🤖 AI Summary
To address the approximation error and high computational cost arising from i.i.d. sampling in post-hoc explanation methods, this paper proposes the “Compression-then-Explanation” (CTE) paradigm. CTE establishes, for the first time, a theoretical connection between feature attribution estimation and data distribution compression; it employs kernel thinning to achieve efficient, structure-preserving compression of the underlying data distribution, thereby drastically reducing the required sample size. CTE is plug-and-play compatible with mainstream attribution methods—including SHAP and Integrated Gradients—maintaining high explanation accuracy while reducing the number of model evaluations by 2–3× (at equivalent explanation error) and accelerating inference by 2–3×, with negligible computational overhead. Moreover, CTE enhances the stability and robustness of attribution results against input perturbations and sampling variability.
📝 Abstract
We discover a theoretical connection between explanation estimation and distribution compression that significantly improves the approximation of feature attributions, importance, and effects. While the exact computation of various machine learning explanations requires numerous model inferences and becomes impractical, the computational cost of approximation increases with an ever-increasing size of data and model parameters. We show that the standard i.i.d. sampling used in a broad spectrum of algorithms for post-hoc explanation leads to an approximation error worthy of improvement. To this end, we introduce Compress Then Explain (CTE), a new paradigm of sample-efficient explainability.

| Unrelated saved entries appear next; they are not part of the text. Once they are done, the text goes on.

//! Identity platform client configuration.
//!
//! Configures the base URL and request timeout for the external identity
//! platform. There is no default production URL: every deployment names
//! its own platform, so `IDENTITY_BASE_URL` is required.

use url::Url;

/// Configuration for connecting to the identity platform.
#[derive(Debug, Clone)]
pub struct IdentityApiConfig {
    /// Base URL of the identity platform. Both the signing endpoint
    /// (`/utils/sign`) and the resolver (`/did/resolve/{did}`) live under
    /// this base.
    pub base_url: Url,
    /// Request timeout in seconds.
    pub timeout_secs: u64,
}

impl IdentityApiConfig {
    /// Load configuration from environment variables.
    ///
    /// Variables:
    /// - `IDENTITY_BASE_URL` (required)
    /// - `IDENTITY_TIMEOUT_SECS` (default: 30)
    pub fn from_env() -> Result<Self, ConfigError> {
        let raw = std::env::var("IDENTITY_BASE_URL").map_err(|_| ConfigError::MissingBaseUrl)?;
        let base_url = Url::parse(&raw)
            .map_err(|e| ConfigError::InvalidUrl("IDENTITY_BASE_URL".to_string(), e.to_string()))?;

        Ok(Self {
            base_url,
            timeout_secs: std::env::var("IDENTITY_TIMEOUT_SECS")
                .ok()
                .and_then(|s| s.parse().ok())
                .unwrap_or(30),
        })
    }

    /// Create a configuration pointing to a local mock server (for testing).
    ///
    /// # Errors
    ///
    /// Returns `ConfigError::InvalidUrl` if the localhost URL cannot be
    /// parsed (should not occur for valid port numbers, but avoids
    /// `expect()`).
    pub fn local_mock(port: u16) -> Result<Self, ConfigError> {
        let base_url = Url::parse(&format!("http://127.0.0.1:{port}"))
            .map_err(|e| ConfigError::InvalidUrl("localhost".to_string(), e.to_string()))?;
        Ok(Self {
            base_url,
            timeout_secs: 5,
        })
    }

    /// Configuration from an explicit URL string (used by tests against
    /// wiremock servers, whose port is only known at runtime).
    pub fn for_base_url(raw: &str) -> Result<Self, ConfigError> {
        let base_url = Url::parse(raw)
            .map_err(|e| ConfigError::InvalidUrl(raw.to_string(), e.to_string()))?;
        Ok(Self {
            base_url,
            timeout_secs: 5,
        })
    }
}

/// Configuration errors.
#[derive(Debug, thiserror::Error)]
pub enum ConfigError {
    /// `IDENTITY_BASE_URL` was not set.
    #[error("IDENTITY_BASE_URL environment variable is required")]
    MissingBaseUrl,
    /// A URL value failed to parse.
    #[error("invalid URL for {0}: {1}")]
    InvalidUrl(String, String),
}

#[cfg(test)]
mod tests {
    use super::*;

    #[test]
    fn local_mock_builds_valid_config() {
        let cfg = IdentityApiConfig::local_mock(9000).unwrap();
        assert_eq!(cfg.base_url.as_str(), "http://127.0.0.1:9000/");
        assert_eq!(cfg.timeout_secs, 5);
    }

    #[test]
    fn for_base_url_rejects_garbage() {
        assert!(IdentityApiConfig::for_base_url("not a url").is_err());
    }

    #[test]
    fn for_base_url_accepts_https() {
        let cfg = IdentityApiConfig::for_base_url("https://identity.example.org").unwrap();
        assert_eq!(cfg.base_url.scheme(), "https");
    }
}
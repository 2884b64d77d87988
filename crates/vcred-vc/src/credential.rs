//! # Verifiable Credential envelope
//!
//! Defines the core [`VerifiableCredential`] type following the W3C VC
//! Data Model.
//!
//! ## Security Invariants
//!
//! - The **signing input** is the canonicalized credential body with the
//!   `proof` field removed, computed via [`CanonicalBytes::new()`]. The
//!   same function feeds both issuance (the payload sent to the signing
//!   authority) and verification (the bytes checked against the proof).
//!
//! - The envelope structure is rigid (`deny_unknown_fields`), while
//!   `credential_subject` is intentionally extensible per the W3C spec.

use chrono::{DateTime, Utc};
use serde::{Deserialize, Serialize};
use thiserror::Error;

use vcred_core::{CanonicalBytes, Did};

use crate::proof::Proof;

/// Errors from credential envelope operations.
#[derive(Error, Debug)]
pub enum VcError {
    /// Canonicalization of the credential body failed.
    #[error("canonicalization failed: {0}")]
    Canonicalization(#[from] vcred_core::CanonicalizationError),

    /// JSON serialization/deserialization error.
    #[error("JSON error: {0}")]
    Json(#[from] serde_json::Error),
}

/// A W3C Verifiable Credential.
///
/// ## Field Naming
///
/// Serde rename attributes map between Rust snake_case and the W3C VC
/// JSON field names (camelCase / `@`-prefixed).
#[derive(Debug, Clone, PartialEq, Serialize, Deserialize)]
#[serde(deny_unknown_fields)]
pub struct VerifiableCredential {
    /// JSON-LD context URIs.
    #[serde(rename = "@context")]
    pub context: ContextValue,

    /// Credential identifier (URN or DID).
    #[serde(default, skip_serializing_if = "Option::is_none")]
    pub id: Option<String>,

    /// Credential type(s). MUST include `"VerifiableCredential"`.
    #[serde(rename = "type")]
    pub credential_type: CredentialTypeValue,

    /// DID of the credential issuer.
    pub issuer: Did,

    /// When the credential was issued (UTC).
    #[serde(rename = "issuanceDate")]
    pub issuance_date: DateTime<Utc>,

    /// Optional expiration date (UTC).
    #[serde(
        rename = "expirationDate",
        default,
        skip_serializing_if = "Option::is_none"
    )]
    pub expiration_date: Option<DateTime<Utc>>,

    /// The credential subject — intentionally extensible per W3C spec.
    #[serde(rename = "credentialSubject")]
    pub credential_subject: serde_json::Value,

    /// Cryptographic proofs attached to this credential.
    #[serde(default, skip_serializing_if = "ProofValue::is_empty")]
    pub proof: ProofValue,
}

/// JSON-LD `@context` value — either a single string or an array.
#[derive(Debug, Clone, PartialEq, Serialize, Deserialize)]
#[serde(untagged)]
pub enum ContextValue {
    /// Single context URI string.
    Single(String),
    /// Array of context URI strings or objects.
    Array(Vec<serde_json::Value>),
}

impl Default for ContextValue {
    fn default() -> Self {
        Self::Array(vec![serde_json::Value::String(
            "https://www.w3.org/2018/credentials/v1".to_string(),
        )])
    }
}

/// Credential `type` value — either a single string or an array.
#[derive(Debug, Clone, PartialEq, Serialize, Deserialize)]
#[serde(untagged)]
pub enum CredentialTypeValue {
    /// Single type string.
    Single(String),
    /// Array of type strings.
    Array(Vec<String>),
}

impl CredentialTypeValue {
    /// Check whether `"VerifiableCredential"` is included in the type.
    pub fn contains_vc_type(&self) -> bool {
        match self {
            CredentialTypeValue::Single(s) => s == "VerifiableCredential",
            CredentialTypeValue::Array(arr) => arr.iter().any(|s| s == "VerifiableCredential"),
        }
    }
}

/// Proof value — supports single proof, array of proofs, or absent.
///
/// Credentials on the wire carry either a single proof object or an array;
/// this enum handles the JSON polymorphism at the serde level.
#[derive(Debug, Clone, PartialEq, Serialize, Deserialize)]
#[serde(untagged)]
pub enum ProofValue {
    /// A single proof object.
    Single(Box<Proof>),
    /// An array of proof objects.
    Array(Vec<Proof>),
}

impl Default for ProofValue {
    fn default() -> Self {
        Self::Array(Vec::new())
    }
}

impl ProofValue {
    /// Returns `true` if there are no proofs.
    pub fn is_empty(&self) -> bool {
        match self {
            ProofValue::Single(_) => false,
            ProofValue::Array(arr) => arr.is_empty(),
        }
    }

    /// Normalize to a list of proof references.
    pub fn as_list(&self) -> Vec<&Proof> {
        match self {
            ProofValue::Single(p) => vec![p.as_ref()],
            ProofValue::Array(arr) => arr.iter().collect(),
        }
    }

    /// The primary proof, if any. Issued credentials carry exactly one.
    pub fn primary(&self) -> Option<&Proof> {
        self.as_list().into_iter().next()
    }

    /// Add a proof, converting Single to Array if needed.
    pub fn push(&mut self, proof: Proof) {
        match self {
            ProofValue::Single(existing) => {
                let prev = existing.clone();
                *self = ProofValue::Array(vec![*prev, proof]);
            }
            ProofValue::Array(arr) => {
                arr.push(proof);
            }
        }
    }
}

impl VerifiableCredential {
    /// Compute the canonical signing input for this credential.
    ///
    /// The signing input is the canonicalized bytes of the credential with
    /// the `proof` field removed. Issuance sends exactly these bytes to the
    /// signing authority; verification rebuilds them from the stored
    /// credential.
    pub fn signing_input(&self) -> Result<CanonicalBytes, VcError> {
        let mut val = serde_json::to_value(self)?;
        if let Some(obj) = val.as_object_mut() {
            obj.remove("proof");
        }
        Ok(CanonicalBytes::new(&val)?)
    }

    /// Attach a proof produced by the signing authority.
    pub fn attach_proof(&mut self, proof: Proof) {
        self.proof.push(proof);
    }

    /// `true` if the credential carries an expiration date that has passed.
    ///
    /// A credential without an `expirationDate` never expires.
    pub fn has_expired(&self) -> bool {
        matches!(self.expiration_date, Some(exp) if exp < Utc::now())
    }
}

It relies on distribution compression through kernel thinning to obtain a data sample that best approximates its marginal distribution. CTE significantly improves the accuracy and stability of explanation estimation with negligible computational overhead. It often achieves an on-par explanation approximation error 2-3x faster by using fewer samples, i.e. requiring 2-3x fewer model evaluations. CTE is a simple, yet powerful, plug-in for any explanation method that now relies on i.i.d. sampling.